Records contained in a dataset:
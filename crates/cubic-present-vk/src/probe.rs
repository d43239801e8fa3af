// SPDX-License-Identifier: CEPL-1.0
//! Read-only capability queries against one candidate device.
//!
//! Empty answers (no formats, no present modes, no extensions) are normal
//! here and come back as empty collections; deciding whether emptiness
//! disqualifies a device is the selector's job.

use std::collections::BTreeSet;
use std::ffi::CString;

use ash::vk;
use tracing::debug;

use crate::error::{NegotiationError, Result};
use crate::runtime::InstanceQueries;

/// A physical device together with its position in enumeration order.
#[derive(Clone, Copy, Debug, PartialEq, Eq)]
pub struct Candidate {
    pub index: usize,
    pub handle: vk::PhysicalDevice,
}

#[derive(Clone, Debug, PartialEq, Eq)]
pub struct DeviceIdentity {
    pub name: String,
    pub device_type: vk::PhysicalDeviceType,
}

impl DeviceIdentity {
    /// Used only by [`crate::DevicePolicy::PreferDiscrete`].
    pub fn type_score(&self) -> u32 {
        match self.device_type {
            vk::PhysicalDeviceType::DISCRETE_GPU => 1000,
            vk::PhysicalDeviceType::INTEGRATED_GPU => 100,
            vk::PhysicalDeviceType::VIRTUAL_GPU => 10,
            vk::PhysicalDeviceType::CPU => 5,
            _ => 1,
        }
    }
}

#[derive(Clone, Copy, Debug, PartialEq, Eq)]
pub struct QueueFamilyInfo {
    pub index: u32,
    pub supports_graphics: bool,
    pub supports_present: bool,
}

/// Snapshot of what a surface offers one device.
///
/// Only valid for the device/surface pair it was queried against.
#[derive(Clone, Debug)]
pub struct SurfaceSupport {
    pub capabilities: vk::SurfaceCapabilitiesKHR,
    pub formats: Vec<vk::SurfaceFormatKHR>,
    pub present_modes: Vec<vk::PresentModeKHR>,
}

impl SurfaceSupport {
    /// At least one format and one present mode.
    pub fn is_adequate(&self) -> bool {
        !self.formats.is_empty() && !self.present_modes.is_empty()
    }
}

pub fn probe_identity(rt: &impl InstanceQueries, device: Candidate) -> DeviceIdentity {
    rt.device_identity(device.handle)
}

/// Every queue family of `device`, with present support tested against
/// `surface` when there is one.
pub fn probe_queue_families(
    rt: &impl InstanceQueries,
    device: Candidate,
    surface: Option<vk::SurfaceKHR>,
) -> Result<Vec<QueueFamilyInfo>> {
    rt.queue_families(device.handle)
        .iter()
        .zip(0u32..)
        .map(|(props, index)| {
            let supports_present = match surface {
                Some(surface) => rt
                    .surface_support(device.handle, index, surface)
                    .map_err(NegotiationError::query(device.index, "surface support"))?,
                None => false,
            };
            Ok(QueueFamilyInfo {
                index,
                supports_graphics: props.queue_flags.contains(vk::QueueFlags::GRAPHICS),
                supports_present,
            })
        })
        .collect()
}

pub fn probe_extensions(
    rt: &impl InstanceQueries,
    device: Candidate,
) -> Result<BTreeSet<CString>> {
    let names = rt
        .device_extensions(device.handle)
        .map_err(NegotiationError::query(device.index, "device extensions"))?;
    Ok(names.into_iter().collect())
}

pub fn probe_surface(
    rt: &impl InstanceQueries,
    device: Candidate,
    surface: vk::SurfaceKHR,
) -> Result<SurfaceSupport> {
    // capabilities: image counts, transforms, current extent (or UINT_MAX for free-size)
    let capabilities = rt
        .surface_capabilities(device.handle, surface)
        .map_err(NegotiationError::query(device.index, "surface capabilities"))?;
    let formats = rt
        .surface_formats(device.handle, surface)
        .map_err(NegotiationError::query(device.index, "surface formats"))?;
    let present_modes = rt
        .surface_present_modes(device.handle, surface)
        .map_err(NegotiationError::query(device.index, "surface present modes"))?;

    debug!(
        "device #{}: {} format(s), {} present mode(s), images {}..{}",
        device.index,
        formats.len(),
        present_modes.len(),
        capabilities.min_image_count,
        if capabilities.max_image_count == 0 {
            "unbounded".to_string()
        } else {
            capabilities.max_image_count.to_string()
        }
    );

    Ok(SurfaceSupport {
        capabilities,
        formats,
        present_modes,
    })
}
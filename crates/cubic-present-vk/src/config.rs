// SPDX-License-Identifier: CEPL-1.0
use std::ffi::{CStr, CString};

use ash::khr::swapchain;

#[derive(Clone, Copy, Debug, Default, PartialEq, Eq)]
pub enum VkVsyncMode {
    Fifo, // Target monitor refresh rate
    #[default]
    Mailbox, // Smart Vsync, fps uncapped
}

/// How the selector breaks ties between suitable devices.
#[derive(Clone, Copy, Debug, Default, PartialEq, Eq)]
pub enum DevicePolicy {
    /// First suitable device in enumeration order.
    #[default]
    FirstSuitable,
    /// Highest device-type score; ties keep enumeration order.
    PreferDiscrete,
}

/// Everything the negotiation pipeline needs to know up front.
///
/// Built by the caller once per negotiation; nothing here is process-wide.
#[derive(Clone, Debug)]
pub struct NegotiationConfig {
    pub app_name: String,
    pub validation: bool,
    pub device_policy: DevicePolicy,
    pub required_extensions: Vec<CString>,
    pub vsync: bool,
    pub vsync_mode: VkVsyncMode,
}

impl Default for NegotiationConfig {
    fn default() -> Self {
        Self {
            app_name: "CubicEngine".to_owned(),
            validation: cfg!(debug_assertions),
            device_policy: DevicePolicy::default(),
            required_extensions: vec![swapchain::NAME.to_owned()],
            vsync: true,
            vsync_mode: VkVsyncMode::default(),
        }
    }
}

impl NegotiationConfig {
    /// Add a device extension by name; duplicates and malformed names are ignored.
    pub fn require_extension(&mut self, name: &str) -> &mut Self {
        match CString::new(name) {
            Ok(name) if !self.required_extensions.contains(&name) => {
                self.required_extensions.push(name)
            }
            Ok(_) => {}
            Err(_) => tracing::warn!("ignoring extension name with interior NUL: {name:?}"),
        }
        self
    }

    pub fn required_extension_names(&self) -> impl Iterator<Item = &CStr> {
        self.required_extensions.iter().map(CString::as_c_str)
    }
}

#[cfg(test)]
mod tests {
    use super::*;

    #[test]
    fn default_requires_swapchain_only() {
        let cfg = NegotiationConfig::default();
        let names: Vec<_> = cfg.required_extension_names().collect();
        assert_eq!(names, vec![swapchain::NAME]);
        assert_eq!(cfg.device_policy, DevicePolicy::FirstSuitable);
        assert!(cfg.vsync);
        assert_eq!(cfg.vsync_mode, VkVsyncMode::Mailbox);
    }

    #[test]
    fn require_extension_dedups() {
        let mut cfg = NegotiationConfig::default();
        cfg.require_extension("VK_KHR_swapchain")
            .require_extension("VK_EXT_hdr_metadata")
            .require_extension("VK_EXT_hdr_metadata")
            .require_extension("bad\0name");
        assert_eq!(cfg.required_extensions.len(), 2);
        assert_eq!(
            cfg.required_extensions[1].as_c_str(),
            c"VK_EXT_hdr_metadata"
        );
    }
}
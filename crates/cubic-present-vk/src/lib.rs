// SPDX-License-Identifier: CEPL-1.0
//! Vulkan device and presentation negotiation.
//!
//! The decision logic (probing, device selection, swapchain parameters,
//! chain lifetime) is written against the [`runtime`] traits so it can run
//! without a driver. [`VkPresenter`] wires it to ash.
#![deny(unsafe_op_in_unsafe_fn)]

use anyhow::{anyhow, Context, Result};
use ash::vk;
use cubic_present::{PresentSize, Presenter};
use raw_window_handle::{HasDisplayHandle, HasWindowHandle};
use tracing::{debug, info, warn};

pub mod config;
pub mod device;
pub mod error;
pub mod instance;
pub mod probe;
pub mod queues;
pub mod runtime;
pub mod select;
pub mod swapchain;
pub mod views;

#[cfg(test)]
mod mock;

pub use config::{DevicePolicy, NegotiationConfig, VkVsyncMode};
pub use device::DeviceContext;
pub use error::NegotiationError;
pub use instance::InstanceContext;
pub use queues::{QueueFamilies, QueueFamilyIndices};
pub use select::{DeviceReport, SelectedDevice};
pub use swapchain::{PresentChain, SwapchainConfig};

use select::{enumerate_candidates, select_device, survey_devices};
use swapchain::{create_chain, fmt_name, negotiate, pm_name, recreate_chain};

pub struct VkPresenter {
    // Destroyed by hand in `Drop`; the rest drop in field order.
    chain: Option<PresentChain>,
    config: NegotiationConfig,
    selected: SelectedDevice,
    device: DeviceContext,
    instance: InstanceContext,
}

impl VkPresenter {
    pub fn selected(&self) -> &SelectedDevice {
        &self.selected
    }

    pub fn chain(&self) -> Option<&PresentChain> {
        self.chain.as_ref()
    }

    pub fn set_vsync_mode(&mut self, mode: VkVsyncMode) {
        if self.config.vsync_mode != mode {
            self.config.vsync_mode = mode;
            self.renegotiate_in_place();
        }
    }

    fn renegotiate(&mut self, hint: PresentSize) -> Result<()> {
        let chain = self
            .chain
            .as_mut()
            .ok_or_else(|| anyhow!("no presentable chain to supersede"))?;

        self.device
            .wait_idle()
            .context("device_wait_idle before swapchain recreation")?;
        recreate_chain(
            &self.instance,
            &self.device,
            &self.selected,
            self.instance.surface(),
            hint,
            &self.config,
            chain,
        )?;

        let sc = chain.config();
        info!(
            "swapchain recreated ({}x{}, {}, {}, {} images)",
            sc.extent.width,
            sc.extent.height,
            fmt_name(sc.format),
            pm_name(sc.present_mode),
            chain.image_count()
        );
        Ok(())
    }

    // Present-mode changes keep the current extent.
    fn renegotiate_in_place(&mut self) {
        let Some(extent) = self.chain.as_ref().map(|c| c.config().extent) else {
            return;
        };
        if let Err(e) = self.renegotiate(PresentSize::new(extent.width, extent.height)) {
            warn!("present mode change not applied: {e:#}");
        }
    }
}

impl Presenter for VkPresenter {
    type Config = NegotiationConfig;

    fn new(
        window: &dyn HasWindowHandle,
        display: &dyn HasDisplayHandle,
        size: PresentSize,
        config: &NegotiationConfig,
    ) -> Result<Self> {
        let instance = InstanceContext::new(window, display, config)?;
        let surface = instance.surface();

        let candidates = enumerate_candidates(&instance)?;
        let selected = select_device(&instance, &candidates, config, surface)?;
        let device = DeviceContext::new(instance.instance(), &selected, config)?;

        let negotiated = negotiate(
            &instance,
            selected.candidate,
            surface,
            &selected.queues,
            size,
            config,
        )?;
        let chain = create_chain(&device, surface, negotiated, vk::SwapchainKHR::null())?;

        let sc = chain.config();
        info!(
            "Vulkan swapchain ready ({}x{}, fmt {}, {} images)",
            sc.extent.width,
            sc.extent.height,
            fmt_name(sc.format),
            chain.image_count()
        );

        Ok(Self {
            chain: Some(chain),
            config: config.clone(),
            selected,
            device,
            instance,
        })
    }

    fn resize(&mut self, size: PresentSize) -> Result<()> {
        if size.is_empty() {
            debug!("resize to {}x{} skipped (zero area)", size.width, size.height);
            return Ok(());
        }
        self.renegotiate(size)
    }

    fn set_vsync(&mut self, on: bool) {
        if self.config.vsync != on {
            self.config.vsync = on;
            self.renegotiate_in_place();
        }
    }
}

impl Drop for VkPresenter {
    fn drop(&mut self) {
        if let Some(chain) = self.chain.take() {
            self.device.wait_idle().ok();
            chain.destroy(&self.device);
        }
    }
}

/// Builds an instance and surface for `window` and reports on every device
/// without committing to one.
pub fn survey(
    window: &dyn HasWindowHandle,
    display: &dyn HasDisplayHandle,
    config: &NegotiationConfig,
) -> Result<Vec<DeviceReport>> {
    let instance = InstanceContext::new(window, display, config)?;
    Ok(survey_devices(&instance, config, instance.surface())?)
}
// SPDX-License-Identifier: CEPL-1.0
use anyhow::Result;
use raw_window_handle::{HasDisplayHandle, HasWindowHandle};

/// Framebuffer size in pixels, as reported by the window system.
///
/// Backends treat this as a hint: the surface may dictate its own extent.
#[derive(Clone, Copy, Debug, PartialEq, Eq)]
pub struct PresentSize {
    pub width: u32,
    pub height: u32,
}

impl PresentSize {
    pub fn new(width: u32, height: u32) -> Self {
        Self { width, height }
    }

    /// A zero-area window (minimised) cannot back a presentable chain.
    pub fn is_empty(&self) -> bool {
        self.width == 0 || self.height == 0
    }
}

pub trait Presenter {
    type Config;

    fn new(
        window: &dyn HasWindowHandle,
        display: &dyn HasDisplayHandle,
        size: PresentSize,
        config: &Self::Config,
    ) -> Result<Self>
    where
        Self: Sized;

    /// Supersede the current presentable chain with one negotiated for `size`.
    fn resize(&mut self, size: PresentSize) -> Result<()>;

    fn set_vsync(&mut self, _on: bool) {}
}

#[cfg(test)]
mod tests {
    use super::*;

    #[test]
    fn zero_area_is_empty() {
        assert!(PresentSize::new(0, 600).is_empty());
        assert!(PresentSize::new(800, 0).is_empty());
        assert!(!PresentSize::new(1, 1).is_empty());
    }
}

About this task: Count the lines in the records above that contain "bool". Reply with the number only.

Exercise output: 8